IF OBJECT_ID ('tempdb..#Customer_Orig') IS NOT NULL DROP TABLE #Customer_Orig;
IF OBJECT_ID ('tempdb..#Customer_New')  IS NOT NULL DROP TABLE #Customer_New;
CREATE TABLE #Customer_Orig
(  CustomerNum    TINYINT NOT NULL
  ,CustomerName   VARCHAR (25) NULL
  ,Planet         VARCHAR (25) NULL);
CREATE TABLE #Customer_New
(  CustomerNum    TINYINT NOT NULL
  ,CustomerName   VARCHAR (25) NULL
  ,Planet         VARCHAR (25) NULL);
INSERT INTO #Customer_Orig (CustomerNum, CustomerName, Planet)
   VALUES (1, 'Anakin Skywalker', 'Tatooine')
         ,(2, 'Yoda', 'Coruscant')
         ,(3, 'Obi-Wan Kenobi', 'Coruscant');
INSERT INTO #Customer_New (CustomerNum, CustomerName, Planet)
   VALUES (1, 'Anakin Skywalker', 'Tatooine')
         ,(2, 'Yoda', 'Coruscant')
         ,(3, 'Obi-Wan Kenobi', 'Coruscant');

So, I’ve created two temporary tables called Customer_New and Customer_Orig with identical data in each. In this case, Customer_New will be the Target and Customer_Orig will be the Source.
Merge Base
Now, we’re going to make the following changes to Customer_Orig. Notice that I’ve performed a single Insert, Update, and Delete.

-- Update Yoda's Name
UPDATE #Customer_Orig
   SET CustomerName = 'Master Yoda'
 WHERE CustomerNum = 2
-- Delete Anakin
DELETE #Customer_Orig
 WHERE CustomerNum = 1
--Add Darth
INSERT INTO #Customer_Orig (CustomerNum, CustomerName, Planet)
VALUES (4, 'Darth Vader', 'Death Star')

Merge Changes To Base

Now, being the geek that I am, I realize that Anakin became Darth Vader, which could have been seen as a change in name. However, Obi-Wan clearly states that Darth Vader betrayed and murdered Anakin, effectively becoming a new person. If that bothers you, then you’re a scruffy looking nerf herder.

Old School CRUD

Prior to SQL Server 2008, we could have accomplished this merge with the following code.
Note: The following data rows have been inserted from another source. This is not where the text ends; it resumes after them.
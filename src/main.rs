use booky::db::Database;
use booky::handler::AppState;
use booky::uploads;
use booky::{
    app,
    config::{Cli, Config, default_config_dir, default_config_path},
};
use clap::Parser;
use tokio::signal;
use tokio_util::sync::CancellationToken;
use tracing_subscriber::EnvFilter;

#[tokio::main]
async fn main() {
    let _ = dotenvy::dotenv();
    let args = Cli::parse();

    // With --config the database lives next to the config file, otherwise
    // both live in ~/.booky/
    let (config_path, data_dir) = match args.config_path {
        Some(path) => {
            let path = std::path::PathBuf::from(path);
            let dir = path
                .parent()
                .map(|p| p.to_path_buf())
                .unwrap_or_else(|| std::path::PathBuf::from("."));
            (path, dir)
        }
        None => (default_config_path(), default_config_dir()),
    };

    if let Err(e) = std::fs::create_dir_all(&data_dir) {
        eprintln!("failed to create data directory {:?}: {}", data_dir, e);
        std::process::exit(1);
    }

    tracing_subscriber::fmt()
        .json()
        .with_env_filter(EnvFilter::try_from_default_env().unwrap_or_else(|_| EnvFilter::new("info")))
        .init();
    tracing::info!("booky.svc starting");

    let mut cfg = Config::new(&config_path.to_string_lossy()).unwrap_or_else(|e| {
        tracing::error!(error = %e, path = ?config_path, "failed to load config file");
        std::process::exit(1);
    });
    if let Some(port) = args.port {
        cfg.app.set_port(port);
    }

    let db = Database::new(&cfg, &data_dir).await.unwrap_or_else(|e| {
        tracing::error!(error = %booky::unpack_error(e.as_ref()), "failed to setup database");
        std::process::exit(1);
    });

    if let Err(e) = std::fs::create_dir_all(&cfg.uploads.store_dir) {
        tracing::error!(error = %e, store_dir = %cfg.uploads.store_dir, "failed to create upload store");
        std::process::exit(1);
    }

    let address = format!("0.0.0.0:{}", cfg.app.get_port());
    let cancellation_token = CancellationToken::new();

    let state = AppState::new(db, cfg);
    let checksum_worker = uploads::spawn_checksum_worker(
        state.db.clone(),
        state.storage.clone(),
        &state.cfg.uploads,
        cancellation_token.clone(),
    );

    let listener = tokio::net::TcpListener::bind(&address).await.unwrap_or_else(|e| {
        tracing::error!(error = %e, "failed to setup tcp listener");
        std::process::exit(1);
    });

    tracing::info!("booky.svc running on {}", &address);
    tokio::select! {
        result = axum::serve(listener, app(state)) => {
            if let Err(err) = result {
                tracing::error!(error = %err, "server stopped unexpectedly");
                std::process::exit(1);
            }
        }
        _ = signal::ctrl_c() => {
            tracing::info!("ctrl+c signal received, preparing to shutdown");
        }
    }

    cancellation_token.cancel();

    if let Err(e) = checksum_worker.await {
        tracing::warn!(error = %e, "checksum worker did not stop cleanly");
    }
    tracing::info!("booky.svc going off, graceful shutdown complete");
}
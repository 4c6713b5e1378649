//! The subscription session: connect, filter, dispatch, reconnect.
//!
//! [`EventStreamsClient`] owns one logical subscription at a time. Its
//! `subscribe` call opens a connection through the transport, decodes and
//! filters every delivered frame, and hands matching events to the
//! caller's handler, reconnecting on transport failure with an exponential
//! backoff.
//!
//! # Resuming
//!
//! The `meta.dt` timestamp of every decoded event is recorded before
//! predicate evaluation, so a reconnect resumes past events the predicates
//! rejected instead of replaying them. The recorded timestamp is appended
//! to the next connection's URL as `?since=`.
//!
//! # Retry Budget
//!
//! The upstream traffic layer disconnects streaming clients on a fixed
//! keepalive period, which at the transport level looks exactly like an
//! outage. Only failures clustered within `reset_interval` of each other
//! count against the retry budget: a connection that lived at least that
//! long resets the backoff schedule when it drops.
//!
//! # Examples
//!
//! ```ignore
//! use eventstreams::EventStreamsClient;
//!
//! #[tokio::main]
//! async fn main() -> eventstreams::Result<()> {
//!     let mut client = EventStreamsClient::new()
//!         .match_field("namespace", 0)
//!         .match_field("type", "edit");
//!
//!     client
//!         .recent_changes(|event| {
//!             println!("[{}] {} edited {}", event.meta.dt, event.user, event.title);
//!         })
//!         .await
//! }
//! ```

use std::collections::BTreeMap;
use std::sync::Arc;

use parking_lot::RwLock;
use tokio::time::{sleep, Instant};
use tokio_util::sync::CancellationToken;

use crate::client::config::ClientConfig;
use crate::client::matcher;
use crate::client::transport::{HttpTransport, Transport};
use crate::client::utils::{build_stream_url, Backoff};
use crate::error::{Result, StreamsError};
use crate::types::{decode, FieldValue, RecentChangeEvent};

/// Cloneable read handle onto a session's resume timestamp.
///
/// Snapshot reads are safe from any task or thread, including while the
/// owning session is blocked inside `subscribe`.
#[derive(Debug, Clone, Default)]
pub struct TimestampHandle {
    cell: Arc<RwLock<String>>,
}

impl TimestampHandle {
    /// ISO8601 timestamp of the most recently observed event, or the
    /// empty string before the first event arrives.
    pub fn get(&self) -> String {
        self.cell.read().clone()
    }

    fn set(&self, value: String) {
        *self.cell.write() = value;
    }
}

/// Client for the Wikimedia EventStreams service.
///
/// Construct one, register predicates with
/// [`match_field`](EventStreamsClient::match_field), then block on
/// [`recent_changes`](EventStreamsClient::recent_changes) or
/// [`subscribe`](EventStreamsClient::subscribe). Events are delivered to
/// the handler synchronously, in arrival order, only when every predicate
/// holds.
///
/// Each client drives a single subscription at a time; independent clients
/// share no state and may run fully in parallel.
pub struct EventStreamsClient {
    config: ClientConfig,
    predicates: BTreeMap<String, FieldValue>,
    since: String,
    last_timestamp: TimestampHandle,
    transport: Arc<dyn Transport>,
    cancel: Option<CancellationToken>,
}

impl EventStreamsClient {
    /// Create a client against the public EventStreams endpoint with an
    /// empty predicate set.
    pub fn new() -> Self {
        Self::with_config(ClientConfig::default())
    }

    /// Create a client with custom configuration.
    pub fn with_config(config: ClientConfig) -> Self {
        Self::with_transport(config, Arc::new(HttpTransport::new()))
    }

    /// Create a client over a custom [`Transport`].
    pub fn with_transport(config: ClientConfig, transport: Arc<dyn Transport>) -> Self {
        EventStreamsClient {
            config,
            predicates: BTreeMap::new(),
            since: String::new(),
            last_timestamp: TimestampHandle::default(),
            transport,
            cancel: None,
        }
    }

    /// Require `field` to equal `value` for an event to be delivered.
    ///
    /// Fields are named by their JSON key on the wire. Predicates conjoin:
    /// an event is delivered only when every registered predicate holds.
    /// Registering the same field again replaces its expected value.
    ///
    /// # Examples
    ///
    /// ```
    /// use eventstreams::EventStreamsClient;
    ///
    /// let client = EventStreamsClient::new()
    ///     .match_field("wiki", "enwiki")
    ///     .match_field("bot", false);
    /// ```
    pub fn match_field(mut self, field: impl Into<String>, value: impl Into<FieldValue>) -> Self {
        self.predicates.insert(field.into(), value.into());
        self
    }

    /// Resume the first connection from `timestamp` instead of the live
    /// tail of the feed.
    pub fn since(mut self, timestamp: impl Into<String>) -> Self {
        self.since = timestamp.into();
        self
    }

    /// Stop the session when `token` is cancelled.
    ///
    /// Cancellation is honored both while a connection is open and during
    /// backoff sleeps; `subscribe` then returns `Ok(())`.
    pub fn with_cancellation(mut self, token: CancellationToken) -> Self {
        self.cancel = Some(token);
        self
    }

    /// ISO8601 timestamp of the most recently observed event.
    ///
    /// Updated for every decodable event, matching or not, before
    /// predicate evaluation.
    pub fn last_timestamp(&self) -> String {
        self.last_timestamp.get()
    }

    /// Cloneable handle for reading the resume timestamp from another
    /// task while the session runs.
    pub fn timestamp_handle(&self) -> TimestampHandle {
        self.last_timestamp.clone()
    }

    /// Subscribe to the `recentchange` feed.
    ///
    /// The handler is invoked once for every matching event received.
    pub async fn recent_changes<F>(&mut self, handler: F) -> Result<()>
    where
        F: FnMut(RecentChangeEvent) + Send,
    {
        self.subscribe("recentchange", handler).await
    }

    /// Subscribe to `stream`, invoking `handler` once per matching event.
    ///
    /// Blocks until the retry budget is exhausted (returning the last
    /// transport error), the server ends the stream cleanly, or the
    /// cancellation token fires (both returning `Ok`). Each reconnect
    /// resumes from the timestamp of the last observed event.
    pub async fn subscribe<F>(&mut self, stream: &str, mut handler: F) -> Result<()>
    where
        F: FnMut(RecentChangeEvent) + Send,
    {
        url::Url::parse(&self.config.base_url)
            .map_err(|e| StreamsError::InvalidUrl(format!("{}: {}", self.config.base_url, e)))?;

        let mut backoff = Backoff::new(self.config.backoff_min, self.config.backoff_max);
        let event_name = self.config.event_name.clone();

        loop {
            // Reconnect on each iteration; the URL carries a `since` param
            // with the timestamp of the last event observed by any
            // previous iteration.
            let stream_url = build_stream_url(&self.config.base_url, stream, &self.since);
            let attempt_start = Instant::now();
            tracing::debug!(url = %stream_url, "opening event stream");

            let predicates = &self.predicates;
            let last_timestamp = self.last_timestamp.clone();
            let mut on_message = |data: &[u8]| {
                // The first frame after connecting is always empty.
                if data.is_empty() {
                    return;
                }

                let event = match decode(data) {
                    Ok(event) => event,
                    Err(err) => {
                        tracing::warn!(error = %err, "dropping undecodable event");
                        return;
                    }
                };

                // Record the resume point before matching, so a reconnect
                // does not replay events the predicates rejected.
                last_timestamp.set(event.meta.dt.clone());

                if matcher::matches(&event, predicates) {
                    handler(event);
                }
            };

            let opened = self
                .transport
                .open(&stream_url, event_name.as_deref(), &mut on_message);
            let result = match &self.cancel {
                Some(token) => tokio::select! {
                    _ = token.cancelled() => return Ok(()),
                    result = opened => result,
                },
                None => opened.await,
            };

            let err = match result {
                // The server ended the stream without a fault.
                Ok(()) => return Ok(()),
                Err(err) => err,
            };

            // A connection that survived past the reset interval was
            // healthy; its disconnect starts a fresh retry budget.
            if attempt_start.elapsed() >= self.config.reset_interval {
                backoff.reset();
            }

            let delay = backoff.duration();
            tracing::warn!(
                error = %err,
                attempt = backoff.attempt(),
                delay_ms = delay.as_millis() as u64,
                "event stream disconnected, backing off"
            );

            match &self.cancel {
                Some(token) => tokio::select! {
                    _ = token.cancelled() => return Ok(()),
                    _ = sleep(delay) => {}
                },
                None => sleep(delay).await,
            }

            if backoff.attempt() >= self.config.retries {
                return Err(err);
            }

            // The next attempt picks up where the last observed event
            // left off.
            self.since = self.last_timestamp.get();
        }
    }
}

impl Default for EventStreamsClient {
    fn default() -> Self {
        Self::new()
    }
}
Please note that I have used Joins in my example, which will align with my Merge code later.

--Process Updates  
Update Tgt
Set    Tgt.CustomerName = Src.CustomerName, Tgt.Planet = Src.Planet
FROM   #Customer_New Tgt Inner JOIN #Customer_Orig Src ON Tgt.CustomerNum = Src.CustomerNum
Where  Tgt.CustomerName <> Src.CustomerName Or Tgt.Planet <> Src.Planet -- Eliminates needless updates.
--Process Inserts
Insert Into #Customer_New
  SELECT Src.CustomerNum, Src.CustomerName, Src.Planet
  FROM   #Customer_Orig Src LEFT JOIN #Customer_New Tgt ON Tgt.CustomerNum = Src.CustomerNum
  Where  Tgt.CustomerNum is null;
--Process Deletes
Delete FROM Tgt
from        #Customer_New as Tgt LEFT JOIN #Customer_Orig Src ON Tgt.CustomerNum = Src.CustomerNum
Where       Src.CustomerNum is null;

This works, but it’s less than optimal for a few reasons. First, writing those statements can be tedious, especially if this been a typical table with 20+ fields to deal with. Second, this represents three separate groups of work and SQL Server processes them that way. Once you understand it, the T-SQL Merge Statement is easier to write and can accomplish this in one transaction. It’s basically a win-win.

Components of Merge Statements

So, lets break a Merge statement into it’s component parts to make it easy to understand. First, the Target and Source tables are specified along with the business key which identifies each record. This is the field that one would use in a join.

MERGE  #Customer_New AS Target
 USING #Customer_Orig AS Source
    ON Target.CustomerNum = Source.CustomerNum

The When Matched clause determines what will happen when records exist in the Source and Target with the same CustomerNum. Notice the additional conditions I’ve added which limits the updates only to records where a value has changed. Strictly speaking, this isn’t required, but every record in the target would be updated regardless of need, which wastes resources.

                AND (Target.CustomerName <> Source.CustomerName 
                  OR Target.Planet <> Source.Planet)
  UPDATE SET --Updates Yoda's Name
      Target.CustomerName = Source.CustomerName,
      Target.Planet = Source.Planet

The When Not Matched by Target clause specifies what should be done with records in the Source that aren’t in the Target. The typical scenario is to insert records which are new. I could have added additional conditions or only added certain new records as well.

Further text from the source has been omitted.